EXERCISE MATERIALS:
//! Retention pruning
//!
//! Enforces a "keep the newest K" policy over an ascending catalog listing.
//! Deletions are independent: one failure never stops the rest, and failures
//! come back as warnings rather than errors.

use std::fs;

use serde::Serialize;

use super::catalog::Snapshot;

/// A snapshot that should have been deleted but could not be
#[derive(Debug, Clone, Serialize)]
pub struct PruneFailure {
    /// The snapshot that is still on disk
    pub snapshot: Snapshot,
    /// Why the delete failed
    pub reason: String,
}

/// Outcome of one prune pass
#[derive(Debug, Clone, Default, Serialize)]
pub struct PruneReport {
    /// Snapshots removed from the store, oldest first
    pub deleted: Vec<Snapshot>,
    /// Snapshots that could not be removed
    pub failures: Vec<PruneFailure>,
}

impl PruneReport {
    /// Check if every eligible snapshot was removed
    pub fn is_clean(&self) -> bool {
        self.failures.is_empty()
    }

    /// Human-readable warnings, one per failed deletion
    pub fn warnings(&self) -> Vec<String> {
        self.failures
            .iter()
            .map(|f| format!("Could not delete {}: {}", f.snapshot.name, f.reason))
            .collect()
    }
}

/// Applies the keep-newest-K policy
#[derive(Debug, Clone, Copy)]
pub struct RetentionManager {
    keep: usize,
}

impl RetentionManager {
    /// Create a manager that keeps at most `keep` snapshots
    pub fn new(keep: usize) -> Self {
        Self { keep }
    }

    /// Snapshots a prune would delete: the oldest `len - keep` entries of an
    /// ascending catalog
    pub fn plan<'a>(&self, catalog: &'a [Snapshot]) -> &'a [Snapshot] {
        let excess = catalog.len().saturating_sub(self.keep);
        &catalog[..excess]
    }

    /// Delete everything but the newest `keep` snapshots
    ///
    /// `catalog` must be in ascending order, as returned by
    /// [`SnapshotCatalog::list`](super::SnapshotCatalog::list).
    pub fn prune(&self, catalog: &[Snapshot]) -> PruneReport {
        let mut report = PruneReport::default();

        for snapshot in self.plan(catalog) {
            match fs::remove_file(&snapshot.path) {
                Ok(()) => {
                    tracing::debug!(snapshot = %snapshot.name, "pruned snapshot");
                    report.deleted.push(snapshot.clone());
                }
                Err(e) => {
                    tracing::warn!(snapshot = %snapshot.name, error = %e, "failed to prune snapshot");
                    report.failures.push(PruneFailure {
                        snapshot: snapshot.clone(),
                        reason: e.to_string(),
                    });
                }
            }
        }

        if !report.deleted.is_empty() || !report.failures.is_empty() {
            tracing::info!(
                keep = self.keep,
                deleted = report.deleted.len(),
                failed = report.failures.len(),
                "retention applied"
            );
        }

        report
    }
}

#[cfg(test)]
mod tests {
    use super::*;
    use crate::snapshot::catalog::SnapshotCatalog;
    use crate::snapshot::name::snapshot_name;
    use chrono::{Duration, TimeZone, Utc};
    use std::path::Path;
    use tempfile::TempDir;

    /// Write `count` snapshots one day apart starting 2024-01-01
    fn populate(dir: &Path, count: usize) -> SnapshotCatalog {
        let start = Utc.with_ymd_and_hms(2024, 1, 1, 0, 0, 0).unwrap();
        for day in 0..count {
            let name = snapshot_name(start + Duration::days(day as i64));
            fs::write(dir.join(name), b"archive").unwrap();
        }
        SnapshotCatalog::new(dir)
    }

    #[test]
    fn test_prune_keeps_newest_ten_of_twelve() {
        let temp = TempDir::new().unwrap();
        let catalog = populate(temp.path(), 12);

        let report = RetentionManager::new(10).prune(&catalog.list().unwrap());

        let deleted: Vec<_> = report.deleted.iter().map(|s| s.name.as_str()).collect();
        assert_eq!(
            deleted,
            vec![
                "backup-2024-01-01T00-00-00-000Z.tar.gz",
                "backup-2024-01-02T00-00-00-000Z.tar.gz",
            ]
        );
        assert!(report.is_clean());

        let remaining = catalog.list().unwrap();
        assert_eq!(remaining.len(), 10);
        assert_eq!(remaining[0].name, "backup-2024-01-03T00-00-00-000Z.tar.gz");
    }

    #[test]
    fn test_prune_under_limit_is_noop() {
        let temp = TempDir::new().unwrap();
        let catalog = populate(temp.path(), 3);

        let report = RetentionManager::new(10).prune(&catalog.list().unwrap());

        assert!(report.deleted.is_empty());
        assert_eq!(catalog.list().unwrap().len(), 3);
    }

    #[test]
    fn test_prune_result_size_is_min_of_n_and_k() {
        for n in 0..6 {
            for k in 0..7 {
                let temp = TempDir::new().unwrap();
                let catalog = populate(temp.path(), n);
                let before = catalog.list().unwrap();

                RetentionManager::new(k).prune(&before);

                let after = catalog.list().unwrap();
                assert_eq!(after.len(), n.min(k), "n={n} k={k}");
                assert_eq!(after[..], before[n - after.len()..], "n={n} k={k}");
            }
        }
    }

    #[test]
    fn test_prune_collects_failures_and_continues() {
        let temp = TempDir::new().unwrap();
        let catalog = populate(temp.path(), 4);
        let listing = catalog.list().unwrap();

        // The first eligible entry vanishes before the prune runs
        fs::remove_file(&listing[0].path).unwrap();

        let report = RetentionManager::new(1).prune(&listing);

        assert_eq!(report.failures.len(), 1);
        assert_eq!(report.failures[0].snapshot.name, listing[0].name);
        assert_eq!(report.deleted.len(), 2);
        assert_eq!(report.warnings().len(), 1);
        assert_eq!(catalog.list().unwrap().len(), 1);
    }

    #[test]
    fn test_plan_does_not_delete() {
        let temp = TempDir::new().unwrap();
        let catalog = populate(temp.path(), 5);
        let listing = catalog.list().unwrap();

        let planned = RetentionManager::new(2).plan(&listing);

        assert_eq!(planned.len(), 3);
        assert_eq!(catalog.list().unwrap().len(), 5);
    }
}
--
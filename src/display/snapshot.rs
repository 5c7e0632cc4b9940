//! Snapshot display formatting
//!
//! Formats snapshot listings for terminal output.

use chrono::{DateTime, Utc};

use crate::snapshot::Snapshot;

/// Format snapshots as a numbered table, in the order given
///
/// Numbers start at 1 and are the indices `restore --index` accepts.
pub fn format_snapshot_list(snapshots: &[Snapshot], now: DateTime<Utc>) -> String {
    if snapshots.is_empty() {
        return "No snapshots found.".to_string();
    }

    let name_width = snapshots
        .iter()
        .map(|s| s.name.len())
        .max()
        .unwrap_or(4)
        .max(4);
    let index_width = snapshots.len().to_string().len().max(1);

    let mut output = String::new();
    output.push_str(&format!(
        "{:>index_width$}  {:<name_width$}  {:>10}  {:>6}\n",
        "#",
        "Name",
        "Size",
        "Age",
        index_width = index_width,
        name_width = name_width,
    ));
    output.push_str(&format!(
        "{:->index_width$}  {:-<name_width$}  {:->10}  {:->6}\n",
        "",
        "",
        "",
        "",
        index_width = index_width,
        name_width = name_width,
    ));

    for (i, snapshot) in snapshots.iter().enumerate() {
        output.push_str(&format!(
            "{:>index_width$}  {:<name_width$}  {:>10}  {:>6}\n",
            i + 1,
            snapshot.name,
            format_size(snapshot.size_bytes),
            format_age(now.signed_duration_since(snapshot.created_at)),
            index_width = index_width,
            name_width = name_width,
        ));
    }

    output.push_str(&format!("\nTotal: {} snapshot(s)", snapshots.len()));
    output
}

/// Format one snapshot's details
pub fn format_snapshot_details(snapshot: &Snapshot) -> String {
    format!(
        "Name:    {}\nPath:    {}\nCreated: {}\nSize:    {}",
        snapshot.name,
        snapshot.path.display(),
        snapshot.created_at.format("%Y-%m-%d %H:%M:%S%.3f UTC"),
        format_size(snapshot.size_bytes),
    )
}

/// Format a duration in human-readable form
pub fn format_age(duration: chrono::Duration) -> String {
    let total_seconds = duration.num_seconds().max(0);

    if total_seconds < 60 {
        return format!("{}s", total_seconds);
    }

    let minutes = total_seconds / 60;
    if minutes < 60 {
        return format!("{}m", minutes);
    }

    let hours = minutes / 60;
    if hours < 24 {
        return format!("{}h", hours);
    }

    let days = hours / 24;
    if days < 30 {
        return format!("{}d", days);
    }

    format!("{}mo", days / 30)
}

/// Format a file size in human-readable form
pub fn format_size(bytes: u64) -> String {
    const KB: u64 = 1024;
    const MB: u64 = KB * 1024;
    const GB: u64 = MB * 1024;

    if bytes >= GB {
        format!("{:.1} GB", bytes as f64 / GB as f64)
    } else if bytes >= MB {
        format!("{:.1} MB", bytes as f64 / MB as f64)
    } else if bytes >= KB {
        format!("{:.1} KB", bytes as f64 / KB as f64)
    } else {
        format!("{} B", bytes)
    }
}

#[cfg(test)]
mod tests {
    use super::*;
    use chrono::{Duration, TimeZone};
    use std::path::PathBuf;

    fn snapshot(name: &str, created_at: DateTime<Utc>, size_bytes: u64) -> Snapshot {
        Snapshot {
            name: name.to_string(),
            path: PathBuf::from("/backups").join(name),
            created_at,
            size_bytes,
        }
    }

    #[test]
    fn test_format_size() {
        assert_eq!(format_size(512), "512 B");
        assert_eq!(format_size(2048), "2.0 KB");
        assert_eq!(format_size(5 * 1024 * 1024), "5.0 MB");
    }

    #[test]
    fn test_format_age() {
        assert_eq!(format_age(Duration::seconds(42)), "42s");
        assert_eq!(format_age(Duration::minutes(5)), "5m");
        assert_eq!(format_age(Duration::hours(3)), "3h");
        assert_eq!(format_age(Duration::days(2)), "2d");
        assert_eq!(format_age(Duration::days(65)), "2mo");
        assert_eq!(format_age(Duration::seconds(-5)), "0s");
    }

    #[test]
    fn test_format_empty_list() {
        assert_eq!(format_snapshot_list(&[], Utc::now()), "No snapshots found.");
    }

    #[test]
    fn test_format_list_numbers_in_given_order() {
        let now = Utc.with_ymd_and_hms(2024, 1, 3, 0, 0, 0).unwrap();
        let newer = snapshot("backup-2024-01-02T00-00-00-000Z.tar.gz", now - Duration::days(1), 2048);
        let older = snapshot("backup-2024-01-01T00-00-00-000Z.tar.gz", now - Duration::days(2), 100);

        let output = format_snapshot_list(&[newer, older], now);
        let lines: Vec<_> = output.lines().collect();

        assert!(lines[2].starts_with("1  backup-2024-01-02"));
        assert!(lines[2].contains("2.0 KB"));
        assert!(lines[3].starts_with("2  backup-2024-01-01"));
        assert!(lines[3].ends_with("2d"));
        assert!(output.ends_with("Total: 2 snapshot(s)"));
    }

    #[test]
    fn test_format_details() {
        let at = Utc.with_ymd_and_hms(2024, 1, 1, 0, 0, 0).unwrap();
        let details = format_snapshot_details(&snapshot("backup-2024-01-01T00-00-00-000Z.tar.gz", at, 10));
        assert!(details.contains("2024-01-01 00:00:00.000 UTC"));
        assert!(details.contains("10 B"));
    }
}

WHAT IS NEEDED: Report all lines in the records that include the string "ascending".

WRITTEN ANSWER:
//! Enforces a "keep the newest K" policy over an ascending catalog listing.
    /// ascending catalog
    /// `catalog` must be in ascending order, as returned by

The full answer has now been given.